Over the two-week Winter break, I decided to finally try something I've meant to try for a long time now - waxing canvas. In Canada, it is nearly impossible to find waxed canvas for sale. You usually need to buy it from the U.S. and pay for shipping and quite possibly (almost certainly), custom fees.

Instead, I decided to try waxing my own canvas. I started by reading a lot of online material  regarding waxing - tutorials, discussion groups, etc. I found quite a variety of information about different types of waxes, different application methods... it was overwhelming! I viewed some Youtube videos that showed different techniques for applying wax and then came up with a plan. 

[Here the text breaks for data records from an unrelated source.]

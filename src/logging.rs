//! Logging helpers
//!
//! The library only emits `tracing` events. Binaries call [`init`] once to
//! install a subscriber; `RUST_LOG` takes precedence over the level passed in.

use tracing::info;
use tracing_subscriber::{layer::SubscriberExt, util::SubscriberInitExt, EnvFilter};

use crate::error::{ModbusError, ModbusResult};

/// Install a fmt subscriber filtered at `level`
pub fn init(level: &str) -> ModbusResult<()> {
    let env_filter = EnvFilter::try_from_default_env().unwrap_or_else(|_| EnvFilter::new(level));

    tracing_subscriber::registry()
        .with(env_filter)
        .with(tracing_subscriber::fmt::layer().with_target(false))
        .try_init()
        .map_err(|e| ModbusError::configuration(format!("logging already initialised: {}", e)))
}

/// Format raw bytes as space-separated hex
pub fn format_hex_packet(data: &[u8]) -> String {
    data.iter()
        .map(|b| format!("{:02X}", b))
        .collect::<Vec<_>>()
        .join(" ")
}

/// Log one frame with its direction
pub fn log_packet(direction: &str, data: &[u8], unit_id: Option<u8>) {
    let hex_string = format_hex_packet(data);
    match unit_id {
        Some(id) => info!("[MODBUS-TCP] {} unit:{} {}", direction, id, hex_string),
        None => info!("[MODBUS-TCP] {} {}", direction, hex_string),
    }
}
//! Session, access, verify, enumeration and stress over a real TCP socket

mod common;

use std::sync::Arc;
use std::time::Duration;

use common::{MockBehavior, MockModbusServer};
use sploitbus::{
    enumerate_units, AddressRange, BannerConfig, ModbusError, ReadResult, Reading, ReconConfig,
    RetryPolicy, Session, SessionConfig, StressConfig, UnitId,
};

fn config() -> SessionConfig {
    SessionConfig::new()
        .with_timeout(Duration::from_millis(500))
        .with_retry(RetryPolicy::new().with_pause(Duration::from_millis(10)))
}

#[tokio::test]
async fn test_reads_follow_unit_switches() {
    let server = MockModbusServer::start(&[1, 2]).await;
    let mut session = Session::connect(&server.address(), config()).await.unwrap();

    let range = AddressRange::new(0, 4).unwrap();
    assert_eq!(
        session.read_holding_registers(range).await,
        ReadResult::Values(vec![1; 4])
    );

    session.set_unit_id(2).unwrap();
    assert_eq!(
        session.read_input_registers(range).await,
        ReadResult::Values(vec![2; 4])
    );
    assert_eq!(
        session.read_discrete_inputs(range).await,
        ReadResult::Values(vec![true; 4])
    );
    assert_eq!(
        session.read_coils(range).await,
        ReadResult::Values(vec![false; 4])
    );
    session.close().await.unwrap();
}

#[tokio::test]
async fn test_write_verify_roundtrip_over_tcp() {
    let server = MockModbusServer::start(&[1]).await;
    let mut session = Session::connect(&server.address(), config()).await.unwrap();

    for value in [0u16, 0x00FF, 0x8000, 0xFFFF] {
        let outcome = session.write_register_verified(200, value).await.unwrap();
        assert!(outcome.passed);
    }
    for value in [true, false] {
        assert!(session.write_coil_verified(300, value).await.unwrap().passed);
    }

    let coils = [true, false, false, true, true, false, true, false, true];
    let outcome = session.write_multiple_coils_verified(10, &coils).await.unwrap();
    assert!(outcome.passed);

    let regs = [0xDEAD, 0xBEEF, 0x0000];
    let outcome = session
        .write_multiple_registers_verified(50, &regs)
        .await
        .unwrap();
    assert!(outcome.passed);
    assert_eq!(server.holding(1, 51), Some(0xBEEF));
}

#[tokio::test]
async fn test_exception_degrades_reads_and_fails_writes() {
    let server = MockModbusServer::start_with(&[1], MockBehavior::Exception(0x02)).await;
    let mut session = Session::connect(&server.address(), config()).await.unwrap();

    let result = session
        .read_holding_registers(AddressRange::new(0, 6).unwrap())
        .await;
    assert_eq!(result.len(), 6);
    assert!(result.iter().all(|r| r == Reading::Unknown));
    // Two attempts for the read
    assert_eq!(server.request_count(), 2);

    let err = session.write_register(0, 1).await.unwrap_err();
    assert!(matches!(err, ModbusError::Exception { code: 0x02, .. }));
    assert_eq!(server.request_count(), 3);
    assert!(session.is_connected());
}

#[tokio::test]
async fn test_timeouts_degrade_and_are_counted() {
    let server =
        MockModbusServer::start_with(&[1], MockBehavior::Delay(Duration::from_secs(2))).await;
    let cfg = SessionConfig::new()
        .with_timeout(Duration::from_millis(150))
        .with_retry(RetryPolicy::new().with_pause(Duration::ZERO));
    let mut session = Session::connect(&server.address(), cfg).await.unwrap();

    let result = session.read_coils(AddressRange::new(0, 3).unwrap()).await;
    assert!(!result.is_supported());
    assert_eq!(result.len(), 3);
    assert_eq!(session.stats().timeouts, 2);
}

#[tokio::test]
async fn test_connect_refused_is_connection_error() {
    let listener = tokio::net::TcpListener::bind("127.0.0.1:0").await.unwrap();
    let addr = listener.local_addr().unwrap();
    drop(listener);

    let result = Session::connect(&addr.to_string(), config()).await;
    assert!(matches!(result, Err(ModbusError::Connection { .. })));
}

#[tokio::test]
async fn test_reconnect_after_close() {
    let server = MockModbusServer::start(&[1]).await;
    let mut session = Session::connect(&server.address(), config()).await.unwrap();
    session.set_unit_id(1).unwrap();
    session.close().await.unwrap();
    assert!(!session.is_connected());

    session.reconnect().await.unwrap();
    let result = session.read_holding_registers(AddressRange::single(0)).await;
    assert_eq!(result, ReadResult::Values(vec![1]));
}

#[tokio::test]
async fn test_enumeration_over_shared_session() {
    let units = [3u8, 8, 21, 40];
    let server = MockModbusServer::start(&units).await;
    let session = Session::connect(&server.address(), config())
        .await
        .unwrap()
        .into_shared();

    let meddler = {
        let session = Arc::clone(&session);
        tokio::spawn(async move {
            for _ in 0..50 {
                session.lock().await.set_unit_id(200).unwrap();
                tokio::task::yield_now().await;
            }
        })
    };

    let snapshots = enumerate_units(
        &session,
        units.iter().map(|&u| UnitId::new(u).unwrap()),
        ReconConfig::new().with_workers(4),
        BannerConfig::default(),
    )
    .await
    .unwrap();
    meddler.await.unwrap();

    assert_eq!(snapshots.len(), units.len());
    for snapshot in &snapshots {
        let tag = u16::from(snapshot.unit_id.get());
        assert_eq!(snapshot.holding_registers, ReadResult::Values(vec![tag; 10]));
        assert_eq!(snapshot.input_registers, ReadResult::Values(vec![tag; 10]));
    }
}

#[tokio::test]
async fn test_text_and_hex_stress_over_tcp() {
    let server = MockModbusServer::start(&[1]).await;
    let mut session = Session::connect(&server.address(), config()).await.unwrap();
    let stress = StressConfig::unpaced();

    let report = session.text_edit("OWNED", &stress).await.unwrap();
    assert_eq!(report.succeeded, 5);
    let banner = session
        .grab_banner(&BannerConfig::new().with_text_registers(5))
        .await
        .unwrap();
    assert_eq!(banner.text, "OWNED");

    let report = session.hex_modify(500, "0x1FFFF", &stress).await.unwrap();
    assert!(report.is_clean());
    assert_eq!(server.holding(1, 500), Some(0xFFFF));
    assert_eq!(server.holding(1, 501), Some(0x0001));

    let report = session.chaos_mode(&stress).await;
    assert_eq!(report.succeeded, 100);
    assert_eq!(server.coil(1, 0), Some(true));
    assert_eq!(server.coil(1, 1), Some(false));
}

I was unable to find a good 10 ounce cotton canvas in a variety of colours in Canada. I searched for the best prices from U.S. manufacturers with the most cost-effective shipping being a priority. I had ordered from Big Duck Canvas in the past so I had a look at their website again. Now, please note that they do sell pre-waxed canvas HOWEVER, it is expensive and does not come in very many colours. I wanted PRETTY colours! I ordered 16 colours (1 yard cuts) of their 10 oz. cotton duck. They ship via UPS and they have a set brokerage fee so ordering large quantities is worth it. Total cost per yard, including shipping and brokerage fee: just under $16 CAD. Here is my beautiful canvas collection, before waxing. (do not judge my messy work bench!)

Cotton duck canvas

Step 2: FIND WAX
Since I would need quite a bit of wax for this much canvas, I searched for wax sold in bulk. Much to my surprise, it is very easy to find wax but I went a step further and shopped around for the best prices. I googled "Bulk candle making supplies" and found that Village Craft and Candle had some of the best prices and a huge variety of wax. Based on my research, I had decided to make a mixture of beeswax and paraffin wax. Using only one of these is not ideal, it is best to use a mixture of both. Beeswax is too brittle and paraffin doesn't smell all that great.

Products like Otterwax are very good - they only use beeswax and a secret combination of plant-based waxes and oils. However, you can only purchase small bars and that can get very expensive for large quantities of canvas. Since I don't know the secret Otterwax recipe, I decided to go for what I could find locally.

I purchased the natural, yellow beeswax and I used the 4630 container paraffin wax (this is a very soft and creamy wax that melts quickly).

(I also read that using a combination of beeswax, paraffin wax, linseed oil and turpentine is very good. However, I did NOT want flammable ingredients in my wax so I did not include them. Plus they smell terrible and I am waxing in my studio.)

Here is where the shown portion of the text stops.